Commodity fetishism (商品拜物教): The process by which the social character of labor is disguised by the commodity form, so that relations between producers appear as objective properties of the commodities they produce. Social relations between people assume the "fantastic form of a relation between things."

Marx draws an analogy with religious fetishism, in which human creations (idols, gods) are attributed with independent powers that then dominate their creators. Similarly, commodities — products of human labor — acquire an apparent autonomy and power over the human beings who produced them. Market prices appear to be natural properties of objects rather than expressions of social labor; the market appears to operate according to its own impersonal laws rather than as a system of human relationships.

Consider the price of a smartphone. Its market price appears to be an intrinsic property of the object, determined by "supply and demand." But embedded in that price is a vast network of human relationships: the labor of miners extracting rare minerals, factory workers assembling components under exploitative conditions, software engineers, logistics workers, and retail employees. Commodity fetishism obscures these relationships, presenting the smartphone as a self-contained thing with a "natural" price.

5.1.3 Reification

The concept of commodity fetishism was later developed by Georg Lukacs into the broader concept of reification (物化) — the process by which human relationships and activities are transformed into thing-like, apparently objective structures that confront individuals as alien and immutable forces. Reification extends beyond the economic sphere: law, bureaucracy, science, and culture all exhibit reified forms in capitalist society. This concept became central to Western Marxism and the Frankfurt School’s critique of instrumental reason.

5.2 The General Formula for Capital

5.2.1 Money, Commodities, and Capital

Marx distinguishes between two circuits of exchange. In simple commodity circulation, producers sell commodities for money in order to buy other commodities they need: C–M–C (商品–货币–商品). The purpose of this circuit is consumption; money serves merely as a medium of exchange. In the circuit of capital, however, the capitalist begins with money, uses it to buy commodities (including labor power and means of production), and sells the resulting product for more money: M–C–M’ (货币–商品–货币’), where M’ is greater than M. The purpose of this circuit is not consumption but the endless accumulation of value.

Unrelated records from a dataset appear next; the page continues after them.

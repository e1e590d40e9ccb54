//! Status effect export: `status.csv`.

use crate::app::ports::HttpClientPort;
use crate::assets::IconFetcher;
use crate::config::{Config, StatusColumns};
use crate::constants::STATUSES_JOB;
use crate::error::Result;
use crate::importer::{RawRow, TabularImporter};
use crate::markup::strip_bare_tags;
use crate::pipeline::Pipeline;
use crate::types::{RecordOutcome, RunSummary, SkipReason, StatusRecord};
use std::sync::Arc;
use tracing::instrument;

#[derive(Debug, Clone, PartialEq)]
pub struct StatusRow {
    pub id: u32,
    pub name: String,
    pub description: String,
    pub icon_id: u32,
    pub max_stacks: String,
    pub category: String,
    pub hit_effect: String,
    pub vfx: String,
    pub flags: StatusFlags,
}

#[derive(Debug, Clone, Copy, Default, PartialEq, Eq)]
pub struct StatusFlags {
    pub lock_movement: bool,
    pub lock_actions: bool,
    pub lock_control: bool,
    pub transfiguration: bool,
    pub can_dispel: bool,
    pub inflicted_by_actor: bool,
    pub is_permanent: bool,
    pub is_fc_buff: bool,
    pub invisibility: bool,
}

impl StatusRow {
    pub fn decode(row: &RawRow, columns: &StatusColumns, truthy: &str) -> Result<Self> {
        let flag = |column: usize, field: &'static str| row.flag(column, field, truthy);
        Ok(Self {
            id: row.number(columns.id, "id")?,
            name: row.text(columns.name, "name")?.to_string(),
            description: row.text(columns.description, "description")?.to_string(),
            icon_id: row.number(columns.icon, "icon")?,
            max_stacks: row.text(columns.max_stacks, "max_stacks")?.to_string(),
            category: row.text(columns.category, "category")?.to_string(),
            hit_effect: row.text(columns.hit_effect, "hit_effect")?.to_string(),
            vfx: row.text(columns.vfx, "vfx")?.to_string(),
            flags: StatusFlags {
                lock_movement: flag(columns.lock_movement, "lock_movement")?,
                lock_actions: flag(columns.lock_actions, "lock_actions")?,
                lock_control: flag(columns.lock_control, "lock_control")?,
                transfiguration: flag(columns.transfiguration, "transfiguration")?,
                can_dispel: flag(columns.can_dispel, "can_dispel")?,
                inflicted_by_actor: flag(columns.inflicted_by_actor, "inflicted_by_actor")?,
                is_permanent: flag(columns.is_permanent, "is_permanent")?,
                is_fc_buff: flag(columns.is_fc_buff, "is_fc_buff")?,
                invisibility: flag(columns.invisibility, "invisibility")?,
            },
        })
    }
}

pub fn transform(row: &RawRow, columns: &StatusColumns, truthy: &str) -> RecordOutcome<StatusRecord> {
    match row.text(columns.name, "name") {
        Ok("") => return RecordOutcome::Skipped(SkipReason::BlankName),
        Ok(_) => {}
        Err(e) => return RecordOutcome::Fatal(e),
    }

    let status = match StatusRow::decode(row, columns, truthy) {
        Ok(status) => status,
        Err(e) => return RecordOutcome::Fatal(e),
    };
    let flags = status.flags;

    RecordOutcome::Success(StatusRecord {
        id: status.id,
        icon_id: status.icon_id,
        name: status.name,
        description: strip_bare_tags(&status.description),
        max_stacks: status.max_stacks,
        category: status.category,
        hit_effect: status.hit_effect,
        vfx: status.vfx,
        lock_movement: flags.lock_movement,
        lock_actions: flags.lock_actions,
        lock_control: flags.lock_control,
        transfiguration: flags.transfiguration,
        can_dispel: flags.can_dispel,
        inflicted_by_actor: flags.inflicted_by_actor,
        is_permanent: flags.is_permanent,
        is_fc_buff: flags.is_fc_buff,
        invisibility: flags.invisibility,
        icon: None,
    })
}

#[instrument(skip_all)]
pub async fn run(config: &Config, http: Arc<dyn HttpClientPort>) -> Result<RunSummary> {
    let source = &config.statuses;
    let fetcher = IconFetcher::new(http, config.icons.clone());
    let rows = TabularImporter::new(&source.input)
        .skip_leading(source.header_rows)
        .rows()?;

    Pipeline::run_records(
        STATUSES_JOB,
        rows,
        |row| transform(row, &source.columns, &source.truthy),
        &fetcher,
        &source.output,
    )
    .await
}

#[cfg(test)]
mod tests {
    use super::*;
    use crate::error::PrepError;

    fn status_row(id: &str, name: &str, flags: &[(usize, &str)]) -> RawRow {
        let mut fields = vec!["False".to_string(); 24];
        fields[0] = id.to_string();
        fields[1] = name.to_string();
        fields[2] = "Movement is <Emphasis>halted</Emphasis>.".to_string();
        fields[3] = "15001".to_string();
        fields[4] = "0".to_string();
        fields[5] = "2".to_string();
        fields[6] = "0".to_string();
        fields[7] = "7".to_string();
        for (column, value) in flags {
            fields[*column] = value.to_string();
        }
        RawRow::new(fields)
    }

    #[test]
    fn test_flags_follow_exact_truthy_literal() {
        let row = status_row("2", "Stun", &[(8, "True"), (10, "true"), (23, "True"), (22, "1")]);

        let RecordOutcome::Success(record) = transform(&row, &StatusColumns::default(), "True") else {
            panic!("expected a record");
        };

        assert!(record.lock_movement);
        assert!(!record.lock_actions);
        assert!(record.invisibility);
        assert!(!record.is_fc_buff);
        assert!(!record.can_dispel);
        assert_eq!(record.description, "Movement is halted.");
        assert_eq!(record.category, "2");
        assert_eq!(record.vfx, "7");
        assert_eq!(record.icon_id, 15001);
    }

    #[test]
    fn test_empty_name_is_skipped() {
        let row = status_row("0", "", &[]);
        assert!(matches!(
            transform(&row, &StatusColumns::default(), "True"),
            RecordOutcome::Skipped(SkipReason::BlankName)
        ));
    }

    #[test]
    fn test_missing_flag_column_is_fatal() {
        let row = RawRow::new(["2", "Stun", "", "15001", "0", "2", "0", "7", "True"]);
        assert!(matches!(
            transform(&row, &StatusColumns::default(), "True"),
            RecordOutcome::Fatal(PrepError::Schema { column: 10, .. })
        ));
    }

    #[test]
    fn test_serialized_keys_are_camel_case() {
        let row = status_row("2", "Stun", &[(22, "True")]);
        let RecordOutcome::Success(record) = transform(&row, &StatusColumns::default(), "True") else {
            panic!("expected a record");
        };

        let value = serde_json::to_value(&record).unwrap();
        assert_eq!(value["isFcBuff"], true);
        assert_eq!(value["maxStacks"], "0");
        assert_eq!(value["hitEffect"], "0");
        assert!(value.get("id").is_none());
    }
}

Capital (资本): Value that is used to generate more value; money that is invested in the production process in order to yield a surplus. Capital is not a thing but a social relation --- a relationship of exploitation between those who own the means of production and those who sell their labor.

5.2.2 Surplus Value

The difference between M and M’ — the increment of value generated in the circuit of capital — is surplus value (剩余价值). The central question of Marx’s economics is: Where does surplus value come from? It cannot arise from exchange alone, because in a system of equivalent exchange no new value is created. Surplus value, Marx argues, originates in the unique nature of the commodity labor power (劳动力). The value of labor power is determined by the cost of reproducing the worker (food, shelter, clothing, etc.), but the worker is capable of producing more value in a working day than the cost of reproducing their labor power. This excess — the difference between the value the worker creates and the value they receive as wages — is surplus value, and it is appropriated by the capitalist.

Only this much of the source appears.